***** Supplied material *****
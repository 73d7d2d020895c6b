//! Service-account authentication for Google APIs
//!
//! Implements the OAuth 2.0 JWT bearer flow: an RS256-signed assertion made
//! from the service-account key is exchanged at the key's `token_uri` for a
//! short-lived access token. The token is reused until shortly before it
//! expires.

use crate::sheets::client::SheetError;
use jsonwebtoken::{encode, Algorithm, EncodingKey, Header};
use reqwest::Client;
use serde::{Deserialize, Serialize};
use std::path::Path;
use std::time::{Duration, Instant, SystemTime, UNIX_EPOCH};
use tokio::sync::Mutex;
use tracing::{debug, error};

/// Scopes needed to write cells and to find a spreadsheet by title
pub const DEFAULT_SCOPES: &[&str] = &[
    "https://www.googleapis.com/auth/spreadsheets",
    "https://www.googleapis.com/auth/drive.readonly",
];

const JWT_BEARER_GRANT: &str = "urn:ietf:params:oauth:grant-type:jwt-bearer";
const ASSERTION_LIFETIME_SECS: u64 = 3600;
const REFRESH_MARGIN: Duration = Duration::from_secs(60);

/// The fields of a service-account JSON key the bot needs
#[derive(Clone, Deserialize)]
pub struct ServiceAccountKey {
    pub client_email: String,
    pub private_key: String,
    #[serde(default)]
    pub private_key_id: Option<String>,
    #[serde(default = "default_token_uri")]
    pub token_uri: String,
}

fn default_token_uri() -> String {
    "https://oauth2.googleapis.com/token".to_string()
}

impl std::fmt::Debug for ServiceAccountKey {
    fn fmt(&self, f: &mut std::fmt::Formatter<'_>) -> std::fmt::Result {
        f.debug_struct("ServiceAccountKey")
            .field("client_email", &self.client_email)
            .field("private_key_id", &self.private_key_id)
            .field("token_uri", &self.token_uri)
            .finish_non_exhaustive()
    }
}

impl ServiceAccountKey {
    /// Read a key file downloaded from the Google Cloud console
    pub fn load(path: &Path) -> Result<Self, SheetError> {
        let content = std::fs::read_to_string(path).map_err(|e| {
            SheetError::Credentials(format!("cannot read {}: {e}", path.display()))
        })?;
        Self::from_json(&content)
    }

    pub fn from_json(content: &str) -> Result<Self, SheetError> {
        let key: ServiceAccountKey = serde_json::from_str(content)
            .map_err(|e| SheetError::Credentials(format!("malformed key file: {e}")))?;

        if key.client_email.is_empty() {
            return Err(SheetError::Credentials(
                "client_email is empty".to_string(),
            ));
        }
        Ok(key)
    }
}

/// Claims of the signed assertion
#[derive(Debug, Serialize)]
struct AssertionClaims<'a> {
    iss: &'a str,
    scope: String,
    aud: &'a str,
    iat: u64,
    exp: u64,
}

#[derive(Debug, Deserialize)]
struct TokenResponse {
    access_token: String,
    #[serde(default = "default_expires_in")]
    expires_in: u64,
}

fn default_expires_in() -> u64 {
    ASSERTION_LIFETIME_SECS
}

#[derive(Debug, Deserialize)]
struct TokenErrorResponse {
    error: String,
    #[serde(default)]
    error_description: Option<String>,
}

#[derive(Debug, Clone)]
struct CachedToken {
    access_token: String,
    refresh_at: Instant,
}

/// Issues and caches access tokens for one service account
pub struct TokenProvider {
    key: ServiceAccountKey,
    encoding_key: EncodingKey,
    scopes: Vec<String>,
    client: Client,
    cached: Mutex<Option<CachedToken>>,
}

impl TokenProvider {
    pub fn new(key: ServiceAccountKey, client: Client) -> Result<Self, SheetError> {
        let encoding_key = EncodingKey::from_rsa_pem(key.private_key.as_bytes())
            .map_err(|e| SheetError::Credentials(format!("invalid private key: {e}")))?;

        Ok(Self {
            key,
            encoding_key,
            scopes: DEFAULT_SCOPES.iter().map(|s| s.to_string()).collect(),
            client,
            cached: Mutex::new(None),
        })
    }

    pub fn client_email(&self) -> &str {
        &self.key.client_email
    }

    /// Return a valid access token, fetching a new one when needed
    pub async fn access_token(&self) -> Result<String, SheetError> {
        let mut cached = self.cached.lock().await;

        if let Some(token) = cached.as_ref() {
            if Instant::now() < token.refresh_at {
                return Ok(token.access_token.clone());
            }
        }

        let fresh = self.fetch_token().await?;
        let token = fresh.access_token.clone();
        *cached = Some(fresh);
        Ok(token)
    }

    /// Drop the cached token so the next call fetches a new one
    pub async fn invalidate(&self) {
        *self.cached.lock().await = None;
    }

    fn sign_assertion(&self, now: u64) -> Result<String, SheetError> {
        let claims = AssertionClaims {
            iss: &self.key.client_email,
            scope: self.scopes.join(" "),
            aud: &self.key.token_uri,
            iat: now,
            exp: now + ASSERTION_LIFETIME_SECS,
        };

        let mut header = Header::new(Algorithm::RS256);
        header.kid = self.key.private_key_id.clone();

        encode(&header, &claims, &self.encoding_key)
            .map_err(|e| SheetError::Credentials(format!("failed to sign assertion: {e}")))
    }

    async fn fetch_token(&self) -> Result<CachedToken, SheetError> {
        let now = SystemTime::now()
            .duration_since(UNIX_EPOCH)
            .unwrap_or_default()
            .as_secs();
        let assertion = self.sign_assertion(now)?;

        debug!(
            "Requesting access token for {} from {}",
            self.key.client_email, self.key.token_uri
        );

        let response = self
            .client
            .post(&self.key.token_uri)
            .form(&[("grant_type", JWT_BEARER_GRANT), ("assertion", assertion.as_str())])
            .send()
            .await
            .map_err(|e| SheetError::NetworkError(format!("token request failed: {e}")))?;

        let status = response.status();
        let body = response.text().await.unwrap_or_default();

        if !status.is_success() {
            let detail = serde_json::from_str::<TokenErrorResponse>(&body)
                .map(|e| match e.error_description {
                    Some(description) => format!("{}: {}", e.error, description),
                    None => e.error,
                })
                .unwrap_or(body);
            error!("Token exchange rejected ({}): {}", status, detail);
            return Err(SheetError::AuthFailed(format!("{status}: {detail}")));
        }

        let token: TokenResponse = serde_json::from_str(&body)
            .map_err(|e| SheetError::AuthFailed(format!("malformed token response: {e}")))?;

        let lifetime = Duration::from_secs(token.expires_in);
        Ok(CachedToken {
            access_token: token.access_token,
            refresh_at: Instant::now() + lifetime.saturating_sub(REFRESH_MARGIN),
        })
    }
}

#[cfg(test)]
mod tests {
    use super::*;

    #[test]
    fn test_key_from_json_defaults_token_uri() {
        let key = ServiceAccountKey::from_json(
            r#"{"client_email":"bot@project.iam.gserviceaccount.com","private_key":"x"}"#,
        )
        .unwrap();

        assert_eq!(key.token_uri, "https://oauth2.googleapis.com/token");
        assert_eq!(key.private_key_id, None);
    }

    #[test]
    fn test_key_debug_hides_private_key() {
        let key = ServiceAccountKey::from_json(
            r#"{"client_email":"bot@project.iam.gserviceaccount.com","private_key":"SECRET-MATERIAL"}"#,
        )
        .unwrap();

        let debug = format!("{key:?}");
        assert!(debug.contains("bot@project"));
        assert!(!debug.contains("SECRET-MATERIAL"));
    }

    #[test]
    fn test_malformed_key_file() {
        let err = ServiceAccountKey::from_json("{not json").unwrap_err();
        assert!(matches!(err, SheetError::Credentials(_)));

        let err = ServiceAccountKey::from_json(r#"{"client_email":"","private_key":"x"}"#)
            .unwrap_err();
        assert!(matches!(err, SheetError::Credentials(_)));
    }

    #[test]
    fn test_missing_key_file() {
        let err = ServiceAccountKey::load(Path::new("/nonexistent/credentials.json")).unwrap_err();
        assert!(err.to_string().contains("cannot read"));
    }

    #[test]
    fn test_invalid_pem_rejected() {
        let key = ServiceAccountKey::from_json(
            r#"{"client_email":"bot@project.iam.gserviceaccount.com","private_key":"not a pem"}"#,
        )
        .unwrap();

        let result = TokenProvider::new(key, Client::new());
        assert!(matches!(result, Err(SheetError::Credentials(_))));
    }
}
//! Update processing
//!
//! Turns one webhook update into at most one cell write and one reply:
//!
//! 1. Drop updates without a text message or from bots
//! 2. Drop senders that are not on the roster
//! 3. Parse `/vol` or `/user`; anything else is dropped silently
//! 4. Compute the target cell from today's date and the member's position
//! 5. Write the cell, then reply with a confirmation or a failure notice
//!
//! Nothing here returns an error to the caller. Telegram retries webhook
//! deliveries that are not answered with 200, and a retried `/vol` would
//! only repeat the same failure.

use crate::chat::{ChatClient, Message, Update};
use crate::command::{command_metric, parse_command, Metric, MetricValue};
use crate::config::BotConfig;
use crate::error::BotError;
use crate::layout::{CellAddress, SheetLayout};
use crate::observability::metrics::metrics;
use crate::roster::{Roster, RosterEntry};
use crate::sheets::SheetClient;
use crate::{sheet_span, update_span};
use std::sync::Arc;
use std::time::Instant;
use tracing::{debug, info, warn, Instrument};

/// Why an update produced no write and no reply
#[derive(Debug, Clone, Copy, PartialEq, Eq)]
pub enum IgnoreReason {
    NoMessage,
    NoText,
    NoSender,
    BotSender,
    Unauthorized,
    NotACommand,
}

/// Result of handling one update
#[derive(Debug, Clone, PartialEq)]
pub enum ProcessOutcome {
    Ignored(IgnoreReason),
    Recorded {
        member: String,
        metric: Metric,
        value: MetricValue,
        cell: CellAddress,
    },
    Failed {
        member: String,
        metric: Metric,
        error: String,
    },
}

/// Dispatches parsed commands to the spreadsheet and replies in chat
pub struct MessageProcessor {
    chat: Arc<dyn ChatClient>,
    sheets: Arc<dyn SheetClient>,
    roster: Roster,
    layout: SheetLayout,
}

impl MessageProcessor {
    pub fn new(
        chat: Arc<dyn ChatClient>,
        sheets: Arc<dyn SheetClient>,
        roster: Roster,
        layout: SheetLayout,
    ) -> Self {
        Self {
            chat,
            sheets,
            roster,
            layout,
        }
    }

    /// Build a processor with the roster and layout from configuration
    pub fn from_config(
        config: &BotConfig,
        chat: Arc<dyn ChatClient>,
        sheets: Arc<dyn SheetClient>,
    ) -> Self {
        Self::new(
            chat,
            sheets,
            Roster::from_members(&config.members),
            SheetLayout::from_config(&config.layout),
        )
    }

    /// Process an update against today's row
    pub async fn process_update(&self, update: &Update) -> ProcessOutcome {
        self.process_update_on(update, self.layout.today()).await
    }

    /// Process an update against the row for `day_of_month`
    pub async fn process_update_on(&self, update: &Update, day_of_month: u32) -> ProcessOutcome {
        let Some(message) = update.message.as_ref() else {
            return ignore(update.update_id, IgnoreReason::NoMessage);
        };
        let Some(text) = message.text.as_deref() else {
            return ignore(update.update_id, IgnoreReason::NoText);
        };
        let Some(sender) = message.from.as_ref() else {
            return ignore(update.update_id, IgnoreReason::NoSender);
        };
        if sender.is_bot {
            return ignore(update.update_id, IgnoreReason::BotSender);
        }

        let Some(member) = self.roster.lookup(sender.id) else {
            debug!(
                "Ignoring update {} from user {} (not on roster)",
                update.update_id, sender.id
            );
            metrics().update_unauthorized();
            return ProcessOutcome::Ignored(IgnoreReason::Unauthorized);
        };

        let Some(metric) = command_metric(text) else {
            return ignore(update.update_id, IgnoreReason::NotACommand);
        };

        let span = update_span!(
            update_id = update.update_id,
            member = %member.name,
            command = %metric
        );
        self.handle_command(message, member, metric, text, day_of_month)
            .instrument(span)
            .await
    }

    async fn handle_command(
        &self,
        message: &Message,
        member: &RosterEntry,
        metric: Metric,
        text: &str,
        day_of_month: u32,
    ) -> ProcessOutcome {
        let started = Instant::now();
        let chat_id = message.chat.id;

        let command = match parse_command(text) {
            Ok(Some(command)) => command,
            Ok(None) => return ProcessOutcome::Ignored(IgnoreReason::NotACommand),
            Err(e) => {
                return self
                    .fail(chat_id, member, metric, BotError::from(e), started)
                    .await
            }
        };

        let cell = self.layout.cell_for(member.index, command.metric, day_of_month);
        let span = sheet_span!(worksheet = self.sheets.worksheet(), cell = %cell);
        let result = self
            .sheets
            .update_cell(&cell, &command.value.to_json())
            .instrument(span)
            .await;
        metrics().sheet_write(result.is_ok());

        if let Err(e) = result {
            return self
                .fail(chat_id, member, metric, BotError::from(e), started)
                .await;
        }

        info!(
            "Recorded {} {} for {} at {}",
            metric, command.value, member.name, cell
        );
        self.reply(chat_id, &success_reply(&member.name, &command.value))
            .await;
        metrics().command_recorded(metric, started.elapsed());

        ProcessOutcome::Recorded {
            member: member.name.clone(),
            metric,
            value: command.value,
            cell,
        }
    }

    async fn fail(
        &self,
        chat_id: i64,
        member: &RosterEntry,
        metric: Metric,
        error: BotError,
        started: Instant,
    ) -> ProcessOutcome {
        warn!("Failed to process {} for {}: {}", metric, member.name, error);

        let user_message = error.user_message();
        self.reply(chat_id, &failure_reply(metric, &user_message))
            .await;
        metrics().command_failed(started.elapsed());

        ProcessOutcome::Failed {
            member: member.name.clone(),
            metric,
            error: user_message,
        }
    }

    /// Send a reply; delivery failures are logged and counted only
    async fn reply(&self, chat_id: i64, text: &str) {
        match self.chat.send_message(chat_id, text).await {
            Ok(()) => metrics().reply_sent(),
            Err(e) => {
                warn!(
                    "Could not deliver reply to chat {} via {}: {}",
                    chat_id,
                    self.chat.name(),
                    e
                );
                metrics().reply_failed();
            }
        }
    }
}

fn ignore(update_id: i64, reason: IgnoreReason) -> ProcessOutcome {
    debug!("Ignoring update {}: {:?}", update_id, reason);
    metrics().update_ignored();
    ProcessOutcome::Ignored(reason)
}

/// Confirmation text sent after a successful write
pub fn success_reply(member: &str, value: &MetricValue) -> String {
    match value {
        MetricValue::Volume(_) => format!("✅ Recorded cumulative vol {value} for {member}."),
        MetricValue::Count(_) => format!("✅ Recorded {value} new users for {member}."),
    }
}

/// Failure notice; `reason` must already be sanitized
pub fn failure_reply(metric: Metric, reason: &str) -> String {
    format!("❌ Failed to process {metric}: {reason}")
}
*****
The first line of the listing above through the line containing "the bot needs": print exactly that, both ends included.

repository 73d7d2d020895c6b
//! Service-account authentication for Google APIs
//!
//! Implements the OAuth 2.0 JWT bearer flow: an RS256-signed assertion made
//! from the service-account key is exchanged at the key's `token_uri` for a
//! short-lived access token. The token is reused until shortly before it
//! expires.

use crate::sheets::client::SheetError;
use jsonwebtoken::{encode, Algorithm, EncodingKey, Header};
use reqwest::Client;
use serde::{Deserialize, Serialize};
use std::path::Path;
use std::time::{Duration, Instant, SystemTime, UNIX_EPOCH};
use tokio::sync::Mutex;
use tracing::{debug, error};

/// Scopes needed to write cells and to find a spreadsheet by title
pub const DEFAULT_SCOPES: &[&str] = &[
    "https://www.googleapis.com/auth/spreadsheets",
    "https://www.googleapis.com/auth/drive.readonly",
];

const JWT_BEARER_GRANT: &str = "urn:ietf:params:oauth:grant-type:jwt-bearer";
const ASSERTION_LIFETIME_SECS: u64 = 3600;
const REFRESH_MARGIN: Duration = Duration::from_secs(60);

/// The fields of a service-account JSON key the bot needs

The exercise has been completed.